While we've observed bloat in Zyme, we don’t think this is driving the increase in mutation resistance and survival rate. Surprisingly, as the survival rate of mutated programs increases, we're also observing a significant increase in variation in performance among these programs at each generation.

In early generations, when survival rates are ~3%, most surviving mutations are synonymous – new programs typically maintain the same performance as their predecessors, with performance improvements being very rare. However, in later generations as survival rates climb, we observe a shift: fewer synonymous mutations and more non-fatal mutations that alter performance levels. This simultaneous increase in mutation resistance, survival rate, and performance variation seems counterintuitive if bloat were the primary driver?
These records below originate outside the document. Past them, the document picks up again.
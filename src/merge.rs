use std::cmp::Reverse;
use std::collections::BTreeMap;

use itertools::Itertools;
use log::*;
use ordered_float::OrderedFloat;

use crate::family::Families;
use crate::genome::ProximityIndex;
use crate::island::{IslandID, LocusIsland, Orientation};
use crate::parsimony::{merge_score, CostDiffCache, NEVER_MERGE};
use crate::species_tree::Subtree;

type Scores = BTreeMap<(IslandID, IslandID), (f64, Orientation)>;

/// Score `a` against `b` under the key `(lower id, higher id)`, the island
/// with the lower ID being the one that would absorb the other.
fn store_score(a: &LocusIsland, b: &LocusIsland, costs: &CostDiffCache, scores: &mut Scores) {
    if a.id < b.id {
        scores.insert((a.id, b.id), merge_score(a, b, costs));
    } else {
        scores.insert((b.id, a.id), merge_score(b, a, costs));
    }
}

/// Greedily merge islands sharing the same origin, always picking the pair
/// with the highest merge score, until no pair scores at least
/// `score_threshold`. Among equally scored pairs, the one with the smallest
/// `(lower id, higher id)` wins; the returned islands are sorted by ID.
pub fn merge_at_node(
    islands: Vec<LocusIsland>,
    families: &Families,
    index: &ProximityIndex,
    proximity_threshold: usize,
    score_threshold: f64,
    subtree: &Subtree,
) -> Vec<LocusIsland> {
    if islands.len() < 2 {
        return islands;
    }

    let lfs = islands.iter().flat_map(|i| i.locus_families().iter().copied()).collect::<Vec<_>>();
    let costs = CostDiffCache::build(&lfs, families, index, proximity_threshold, subtree);

    let mut arena = islands.into_iter().map(|i| (i.id, i)).collect::<BTreeMap<_, _>>();
    let mut scores = Scores::new();
    for (a, b) in arena.values().tuple_combinations() {
        store_score(a, b, &costs, &mut scores);
    }

    loop {
        let best = scores.iter().max_by_key(|(k, (s, _))| (OrderedFloat(*s), Reverse(**k)));
        let (&(keep, absorbed), &(score, orientation)) = match best {
            Some(best) => best,
            None => break,
        };
        if score == NEVER_MERGE || score < score_threshold {
            break;
        }

        let other = match arena.remove(&absorbed) {
            Some(other) => other,
            None => break,
        };
        let survivor = match arena.get_mut(&keep) {
            Some(survivor) => survivor,
            None => break,
        };
        trace!(
            "Node {}: merging {} into {} with score {} ({:?})",
            subtree.root(),
            absorbed,
            keep,
            score,
            orientation
        );
        survivor.merge(other, orientation);

        scores.retain(|&(a, b), _| a != keep && b != keep && a != absorbed && b != absorbed);
        let survivor = &arena[&keep];
        for other in arena.values().filter(|other| other.id != keep) {
            store_score(survivor, other, &costs, &mut scores);
        }
    }

    arena.into_values().collect()
}

#[cfg(test)]
mod tests {
    use super::*;
    use crate::parsimony::tests::{everywhere, setup};
    use crate::species_tree::tests::four_leaves;

    fn chains(islands: &[LocusIsland]) -> Vec<(IslandID, Vec<usize>)> {
        islands.iter().map(|i| (i.id, i.locus_families().to_vec())).collect()
    }

    #[test]
    fn tiny_sets_are_returned_unchanged() {
        let t = four_leaves();
        let (fams, index) = setup(&t, &[(1, everywhere(1))]);
        assert!(merge_at_node(vec![], &fams, &index, 1, 0., &t.subtree(0)).is_empty());
        let one = vec![LocusIsland::singleton(1, 0, 1)];
        assert_eq!(merge_at_node(one.clone(), &fams, &index, 1, 0., &t.subtree(0)), one);
    }

    #[test]
    fn adjacent_families_form_one_chain() {
        let t = four_leaves();
        let lfs = [1, 2, 3, 4, 8].iter().map(|&k| (k, everywhere(k))).collect::<Vec<_>>();
        let (fams, index) = setup(&t, &lfs);
        let islands = [8, 3, 1, 4, 2].iter().map(|&k| LocusIsland::singleton(k, 0, k)).collect();

        let merged = merge_at_node(islands, &fams, &index, 1, 0., &t.subtree(0));
        assert_eq!(chains(&merged), vec![(1, vec![1, 2, 3, 4]), (8, vec![8])]);

        // Nothing left to merge
        let again = merge_at_node(merged.clone(), &fams, &index, 1, 0., &t.subtree(0));
        assert_eq!(again, merged);
    }

    #[test]
    fn lower_id_absorbs_in_chromosomal_order() {
        let t = four_leaves();
        let lfs = (1..=3).map(|k| (k, everywhere(k))).collect::<Vec<_>>();
        let (fams, index) = setup(&t, &lfs);
        let islands = vec![
            LocusIsland::singleton(10, 0, 3),
            LocusIsland::singleton(20, 0, 2),
            LocusIsland::singleton(30, 0, 1),
        ];
        let merged = merge_at_node(islands, &fams, &index, 1, 0., &t.subtree(0));
        assert_eq!(chains(&merged), vec![(10, vec![3, 2, 1])]);
    }

    #[test]
    fn score_threshold_stops_merging() {
        let t = four_leaves();
        let lfs = (1..=3).map(|k| (k, everywhere(k))).collect::<Vec<_>>();
        let (fams, index) = setup(&t, &lfs);
        let islands = (1..=3).map(|k| LocusIsland::singleton(k, 0, k)).collect::<Vec<_>>();

        let merged = merge_at_node(islands.clone(), &fams, &index, 1, 2.5, &t.subtree(0));
        assert_eq!(merged, islands);
        // A wider proximity threshold makes 1 and 3 neighbours too
        let merged = merge_at_node(islands, &fams, &index, 2, 0., &t.subtree(0));
        assert_eq!(merged.len(), 1);
        assert_eq!(merged[0].len(), 3);
    }

    #[test]
    fn islands_from_other_nodes_are_left_alone() {
        let t = four_leaves();
        let lfs = (1..=2).map(|k| (k, everywhere(k))).collect::<Vec<_>>();
        let (fams, index) = setup(&t, &lfs);
        let islands = vec![LocusIsland::singleton(1, 0, 1), LocusIsland::singleton(2, 1, 2)];
        let merged = merge_at_node(islands.clone(), &fams, &index, 1, f64::MIN, &t.subtree(0));
        assert_eq!(merged, islands);
    }

    #[test]
    fn result_does_not_depend_on_thread_count() {
        let t = four_leaves();
        let lfs = (1..=8).map(|k| (k, everywhere(k))).collect::<Vec<_>>();
        let (fams, index) = setup(&t, &lfs);
        let islands = (1..=8).rev().map(|k| LocusIsland::singleton(k, 0, k)).collect::<Vec<_>>();

        let runs = [1, 2, 4]
            .iter()
            .map(|&n| {
                rayon::ThreadPoolBuilder::new().num_threads(n).build().unwrap().install(|| {
                    merge_at_node(islands.clone(), &fams, &index, 2, 0., &t.subtree(0))
                })
            })
            .collect::<Vec<_>>();
        assert!(runs.iter().all(|r| *r == runs[0]));
        assert_eq!(chains(&runs[0]), vec![(1, (1..=8).collect())]);
    }
}
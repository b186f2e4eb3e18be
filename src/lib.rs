pub mod cluster;
pub mod dede;
pub mod errors;
pub mod family;
pub mod formation;
pub mod genome;
pub mod island;
pub mod merge;
pub mod parsimony;
pub mod species_tree;
pub mod utils;
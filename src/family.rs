use anyhow::*;
use identity_hash::IntMap;
use itertools::Itertools;
use log::*;
use smallvec::SmallVec;

use crate::errors::RuntimeError;
use crate::genome::{GeneBook, GeneID};
use crate::species_tree::{NodeID, SpeciesTree};
use crate::utils::*;

pub type FamilyID = usize;
pub type LocusFamilyID = usize;

/// What the island engine needs to know about a group of genes: which of
/// them sit on a given strain.
pub trait StrainGenes {
    fn genes_in(&self, strain: NodeID) -> &[GeneID];
}

/// The genes of one family occupying a single locus, tagged with the
/// species tree node where this locus is inferred to originate.
#[derive(Debug, Clone)]
pub struct LocusFamily {
    pub id: LocusFamilyID,
    pub family: FamilyID,
    pub mrca: NodeID,
    pub locus: Option<usize>,
    genes: IntMap<NodeID, SmallVec<[GeneID; 2]>>,
}

impl LocusFamily {
    pub fn new(id: LocusFamilyID, family: FamilyID, mrca: NodeID, locus: Option<usize>) -> Self {
        LocusFamily { id, family, mrca, locus, genes: Default::default() }
    }

    pub fn add_gene(&mut self, strain: NodeID, gene: GeneID) {
        self.genes.entry(strain).or_default().push(gene);
    }

    pub fn add_genes(&mut self, book: &GeneBook, genes: impl IntoIterator<Item = GeneID>) {
        for g in genes {
            self.add_gene(book.get(g).strain, g);
        }
    }

    /// The strains where this locus family is present, in ascending order.
    pub fn strains(&self) -> impl Iterator<Item = NodeID> + '_ {
        self.genes.keys().copied().sorted()
    }

    pub fn genes(&self) -> impl Iterator<Item = GeneID> + '_ {
        self.strains().flat_map(move |s| self.genes[&s].iter().copied())
    }
}

impl StrainGenes for LocusFamily {
    fn genes_in(&self, strain: NodeID) -> &[GeneID] {
        self.genes.get(&strain).map(|g| g.as_slice()).unwrap_or(&[])
    }
}

#[derive(Debug, Clone)]
pub struct Family {
    pub id: FamilyID,
    pub mrca: NodeID,
    locus_families: Vec<LocusFamilyID>,
}

impl Family {
    pub fn locus_families(&self) -> &[LocusFamilyID] {
        &self.locus_families
    }
}

/// Write-once catalog of families and locus families, both indexed by ID.
#[derive(Default)]
pub struct Families {
    families: IntMap<FamilyID, Family>,
    locus_families: IntMap<LocusFamilyID, LocusFamily>,
}

impl Families {
    pub fn new() -> Families {
        Default::default()
    }

    pub fn add_family(&mut self, id: FamilyID, mrca: NodeID) -> Result<()> {
        if self.families.contains_key(&id) {
            bail!(RuntimeError::DuplicateId("family", id.to_string()));
        }
        self.families.insert(id, Family { id, mrca, locus_families: Vec::new() });
        Ok(())
    }

    /// Register a locus family; its family must have been added first.
    pub fn add_locus_family(&mut self, lf: LocusFamily) -> Result<()> {
        if self.locus_families.contains_key(&lf.id) {
            bail!(RuntimeError::DuplicateId("locus family", lf.id.to_string()));
        }
        self.families
            .get_mut(&lf.family)
            .ok_or(RuntimeError::UnknownFamily(lf.family))?
            .locus_families
            .push(lf.id);
        self.locus_families.insert(lf.id, lf);
        Ok(())
    }

    pub fn family(&self, id: FamilyID) -> Option<&Family> {
        self.families.get(&id)
    }

    pub fn locus_family(&self, id: LocusFamilyID) -> Option<&LocusFamily> {
        self.locus_families.get(&id)
    }

    pub fn iter_families(&self) -> impl Iterator<Item = &Family> {
        self.families.keys().sorted().map(move |k| &self.families[k])
    }

    pub fn iter_locus_families(&self) -> impl Iterator<Item = &LocusFamily> {
        self.locus_families.keys().sorted().map(move |k| &self.locus_families[k])
    }

    pub fn family_count(&self) -> usize {
        self.families.len()
    }

    pub fn locus_family_count(&self) -> usize {
        self.locus_families.len()
    }

    /// Parse a family file: one family per line, as
    /// `famNum<TAB>mrca<TAB>geneTree<TAB>recon<TAB>sourceFam<TAB>lf1<TAB>lf2...`,
    /// where each locus family reads
    /// `lfNum,lfMrca,locusNum,reconRootKey,gene1,gene2...` and `locusNum` may
    /// be `None`. Gene trees, reconciliations and root keys are skipped.
    pub fn from_file(filename: &str, species_tree: &SpeciesTree, book: &GeneBook) -> Result<Families> {
        info!("Parsing families from {}", filename);
        let mut families = Families::new();
        for (i, l) in data_lines(filename)? {
            let mut fields = l.split('\t');
            let (id, mrca) = match (fields.next(), fields.next()) {
                (Some(id), Some(mrca)) => (parse_number(id, filename, i)?, mrca.trim()),
                _ => {
                    return Err(malformed(
                        filename,
                        i,
                        "expected `<family> <mrca> <gene tree> <recon> <source> <locus families>...`",
                    ))
                }
            };
            if fields.by_ref().take(3).count() < 3 {
                return Err(malformed(filename, i, "missing gene tree, reconciliation or source family"));
            }
            families.add_family(id, species_tree.node_by_name(mrca)?)?;

            for lf_str in fields.filter(|f| !f.trim().is_empty()) {
                let mut parts = lf_str.split(',').map(str::trim);
                let (lf_id, lf_mrca, locus) =
                    match (parts.next(), parts.next(), parts.next(), parts.next()) {
                        (Some(lf_id), Some(lf_mrca), Some(locus), Some(_root_key)) => {
                            (lf_id, lf_mrca, locus)
                        }
                        _ => {
                            return Err(malformed(
                                filename,
                                i,
                                format!("truncated locus family `{}`", lf_str),
                            ))
                        }
                    };
                let locus = if locus == "None" { None } else { Some(parse_number(locus, filename, i)?) };
                let mut lf = LocusFamily::new(
                    parse_number(lf_id, filename, i)?,
                    id,
                    species_tree.node_by_name(lf_mrca)?,
                    locus,
                );
                let genes = parts
                    .filter(|g| !g.is_empty())
                    .map(|g| book.id(g))
                    .collect::<Result<Vec<_>>>()
                    .with_context(|| format!("in {} at line {}", filename, i))?;
                lf.add_genes(book, genes);
                families.add_locus_family(lf)?;
            }
        }
        info!(
            "Done: {} families, {} locus families.",
            families.family_count(),
            families.locus_family_count()
        );
        Ok(families)
    }
}
/// Build the singleton islands, then merge them within proximity clusters
/// and across clusters at every node of the focal clade. Islands at nodes
/// outside of the focal clade are left unmerged.
pub fn make_islands(
    species_tree: &SpeciesTree,
    families: &Families,
    index: &ProximityIndex,
    settings: &Settings,
) -> Result<Formation> {
    settings.validate()?;
    let widest = settings.proximity_threshold_merge1.max(settings.proximity_threshold_merge2);
    if index.radius() < widest {
        bail!(RuntimeError::InvalidSettings(format!(
            "the proximity index only covers {} genes, but thresholds go up to {}",
            index.radius(),
            widest
        )));
    }
    let focal_nodes = focal_nodes_by_descendants(species_tree, settings.focal_root(species_tree)?);

    let mut by_node = initial_islands(families, species_tree);
    let before = by_node.iter().map(Vec::len).collect::<Vec<_>>();
    info!(
        "{} initial islands, {} focal nodes",
        before.iter().sum::<usize>(),
        focal_nodes.len()
    );

    let (clusters, singletons) = partition_focal_nodes(
        &mut by_node,
        &focal_nodes,
        families,
        index,
        settings.proximity_threshold_merge1,
        species_tree,
        settings.max_cluster_size,
    );
    info!("Merging within {} clusters; {} islands left alone", clusters.len(), singletons.len());

    let bar = progress_bar(clusters.len(), "Clusters");
    let merged = clusters
        .into_par_iter()
        .progress_with(bar.clone())
        .map(|cluster| {
            let subtree = species_tree.subtree(cluster[0].mrca);
            merge_at_node(
                cluster,
                families,
                index,
                settings.proximity_threshold_merge1,
                settings.rsc_threshold_merge1,
                &subtree,
            )
        })
        .collect::<Vec<_>>();
    bar.finish_and_clear();
    for island in merged.into_iter().flatten() {
        let mrca = island.mrca;
        by_node[mrca].push(island);
    }

    info!("Merging across clusters");
    let per_node = focal_nodes
        .iter()
        .map(|&node| (node, std::mem::take(&mut by_node[node])))
        .collect::<Vec<_>>();
    let bar = progress_bar(per_node.len(), "Nodes");
    let merged = per_node
        .into_par_iter()
        .progress_with(bar.clone())
        .map(|(node, islands)| {
            let merged = merge_at_node(
                islands,
                families,
                index,
                settings.proximity_threshold_merge2,
                settings.rsc_threshold_merge1,
                &species_tree.subtree(node),
            );
            (node, merged)
        })
        .collect::<Vec<_>>();
    bar.finish_and_clear();
    for (node, islands) in merged {
        by_node[node] = islands;
    }

    for island in singletons {
        let mrca = island.mrca;
        by_node[mrca].push(island);
    }
    for bucket in by_node.iter_mut() {
        bucket.sort_by_key(|i| i.id);
    }
    for &node in &focal_nodes {
        debug!("{}: {} -> {} islands", species_tree.name(node), before[node], by_node[node].len());
    }

    Ok(Formation { islands: by_node, focal_nodes, before })
}

/// One line per island, node after node, by ascending ID within a node.
pub fn write_islands<W: Write>(by_node: &IslandsByNode, species_tree: &SpeciesTree, out: &mut W) -> Result<()> {
    for bucket in by_node {
        let mut islands = bucket.iter().collect::<Vec<_>>();
        islands.sort_by_key(|i| i.id);
        for island in islands {
            writeln!(out, "{}", island.to_file_string(species_tree))?;
        }
    }
    Ok(out.flush()?)
}

pub fn read_islands(filename: &str, species_tree: &SpeciesTree) -> Result<IslandsByNode> {
    let mut r = vec![Vec::new(); species_tree.len()];
    for (i, l) in data_lines(filename)? {
        let island = LocusIsland::from_file_string(&l, species_tree)
            .with_context(|| format!("in {} at line {}", filename, i))?;
        let mrca = island.mrca;
        r[mrca].push(island);
    }
    for bucket in r.iter_mut() {
        bucket.sort_by_key(|i| i.id);
    }
    Ok(r)
}

pub fn write_summary<W: Write>(
    species_tree: &SpeciesTree,
    focal_nodes: &[NodeID],
    before: &[usize],
    after: &[usize],
    out: &mut W,
) -> Result<()> {
    writeln!(out, "Number of islands per node in focal clade:")?;
    let mut rows = vec![
        vec!["Node".to_string(), "Before merge".into(), "After merge".into()],
        vec!["----".to_string(), "------------".into(), "-----------".into()],
    ];
    for &node in focal_nodes {
        rows.push(vec![
            species_tree.name(node).to_string(),
            before.get(node).copied().unwrap_or(0).to_string(),
            after.get(node).copied().unwrap_or(0).to_string(),
        ]);
    }
    write_table(&rows, 2, out)
}
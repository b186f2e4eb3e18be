use log::*;

use crate::family::{Families, LocusFamily};
use crate::genome::ProximityIndex;
use crate::island::{IslandID, LocusIsland};
use crate::parsimony::proximity_subtree;
use crate::species_tree::Subtree;

/// The sole locus family of a singleton island.
fn sole_family<'a>(island: &LocusIsland, families: &'a Families) -> Option<&'a LocusFamily> {
    let lf = island.first().and_then(|id| families.locus_family(id));
    if lf.is_none() {
        warn!("island {} refers to no known locus family", island.id);
    }
    lf
}

/// Grow a cluster from `seed`, moving from `pool` every island transitively
/// proximate to it, until either nothing more is found or the cluster reaches
/// `max_cluster_size`.
fn populate_cluster(
    seed: LocusIsland,
    pool: &mut Vec<LocusIsland>,
    families: &Families,
    index: &ProximityIndex,
    threshold: usize,
    subtree: &Subtree,
    max_cluster_size: usize,
) -> Vec<LocusIsland> {
    let mut cluster = Vec::new();
    let mut on_deck = vec![seed];

    while let Some(current) = on_deck.pop() {
        let found = match sole_family(&current, families) {
            Some(current_lf) => pool
                .iter()
                .filter(|other| {
                    sole_family(other, families)
                        .map(|other_lf| proximity_subtree(current_lf, other_lf, index, threshold, subtree))
                        .unwrap_or(false)
                })
                .map(|other| other.id)
                .collect::<Vec<IslandID>>(),
            None => Vec::new(),
        };
        cluster.push(current);

        for id in found {
            if let Some(i) = pool.iter().position(|x| x.id == id) {
                on_deck.push(pool.remove(i));
            }
            if cluster.len() + on_deck.len() == max_cluster_size {
                // Whatever else was found stays in the pool
                cluster.append(&mut on_deck);
                return cluster;
            }
        }
    }
    cluster
}

/// Split the islands originating at one node into connected components of the
/// proximity graph over `subtree`, each holding at most `max_cluster_size`
/// islands. Returns the multi-island components first and the islands left
/// on their own second.
pub fn partition_by_proximity(
    mut islands: Vec<LocusIsland>,
    families: &Families,
    index: &ProximityIndex,
    threshold: usize,
    subtree: &Subtree,
    max_cluster_size: usize,
) -> (Vec<Vec<LocusIsland>>, Vec<LocusIsland>) {
    let mut clusters = Vec::new();
    let mut singletons = Vec::new();

    while let Some(seed) = islands.pop() {
        let mut cluster =
            populate_cluster(seed, &mut islands, families, index, threshold, subtree, max_cluster_size);
        if cluster.len() > 1 {
            clusters.push(cluster);
        } else {
            singletons.append(&mut cluster);
        }
    }

    debug!(
        "Node {}: {} clusters, {} singletons",
        subtree.root(),
        clusters.len(),
        singletons.len()
    );
    (clusters, singletons)
}
use anyhow::*;
use std::fs::File;
use std::io::{BufRead, BufReader, BufWriter, Write};

use crate::errors::{FileError, ParseError};

pub fn open_file(filename: &str) -> Result<BufReader<File>> {
    File::open(filename)
        .map(BufReader::new)
        .map_err(|source| FileError::CannotOpen { source, filename: filename.to_owned() }.into())
}

pub fn create_file<'a>(filename: &str) -> Result<BufWriter<Box<dyn Write + 'a>>> {
    let f = File::create(filename)
        .map_err(|source| FileError::WhileCreating { source, filename: filename.to_owned() })?;
    Ok(BufWriter::new(Box::new(f)))
}

/// Returns the meaningful lines of `filename`, paired with their 1-based line
/// number; blank lines and `#` comments are skipped.
pub fn data_lines(filename: &str) -> Result<Vec<(usize, String)>> {
    let mut r = Vec::new();
    for (i, l) in open_file(filename)?.lines().enumerate() {
        let l = l.with_context(|| format!("while reading {}", filename))?;
        let trimmed = l.trim_end();
        if trimmed.trim_start().is_empty() || trimmed.trim_start().starts_with('#') {
            continue;
        }
        r.push((i + 1, trimmed.to_owned()));
    }
    Ok(r)
}

pub fn parse_number(s: &str, filename: &str, line: usize) -> Result<usize> {
    s.trim().parse::<usize>().map_err(|_| {
        ParseError::NotANumber { filename: filename.to_owned(), line, found: s.to_owned() }.into()
    })
}

pub fn malformed(filename: &str, line: usize, reason: impl Into<String>) -> Error {
    ParseError::MalformedLine { filename: filename.to_owned(), line, reason: reason.into() }.into()
}

/// Write `rows` as a left-aligned text table, every column padded to its
/// widest cell.
pub fn write_table<W: Write, S: AsRef<str>>(rows: &[Vec<S>], indent: usize, out: &mut W) -> Result<()> {
    let ncols = rows.iter().map(Vec::len).max().unwrap_or(0);
    let widths = (0..ncols)
        .map(|j| {
            rows.iter().filter_map(|r| r.get(j)).map(|c| c.as_ref().chars().count()).max().unwrap_or(0)
        })
        .collect::<Vec<_>>();

    for row in rows {
        let mut line = " ".repeat(indent);
        for (j, cell) in row.iter().enumerate() {
            let cell = cell.as_ref();
            line.push_str(cell);
            if j + 1 < row.len() {
                line.push_str(&" ".repeat(widths[j] - cell.chars().count() + 2));
            }
        }
        writeln!(out, "{}", line)?;
    }

    Ok(out.flush()?)
}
We are not sure what is going on here, but this is one of many interesting early observations. Our next steps are to start scaling up to see how Zyme performs on less trivial problems.

1 While there are many mutations that can reveal the “Secret!” message, the most reliable method is to mutate the first byte of the second strand corresponding to the WAIT instruction of the strand containing “Hello Creatures.”. This corresponds to the 20th byte, 0F in the bytecode.

This mutation prevents the "Hello Creatures." strand from opening a binding site, preventing any other strand from binding to it. Consequently, the LOAD instruction falls back to the binding site of the strand containing the "Secret!" message, which is normally a weak match. As a result, the "Secret!" message is printed instead of "Hello Creatures.".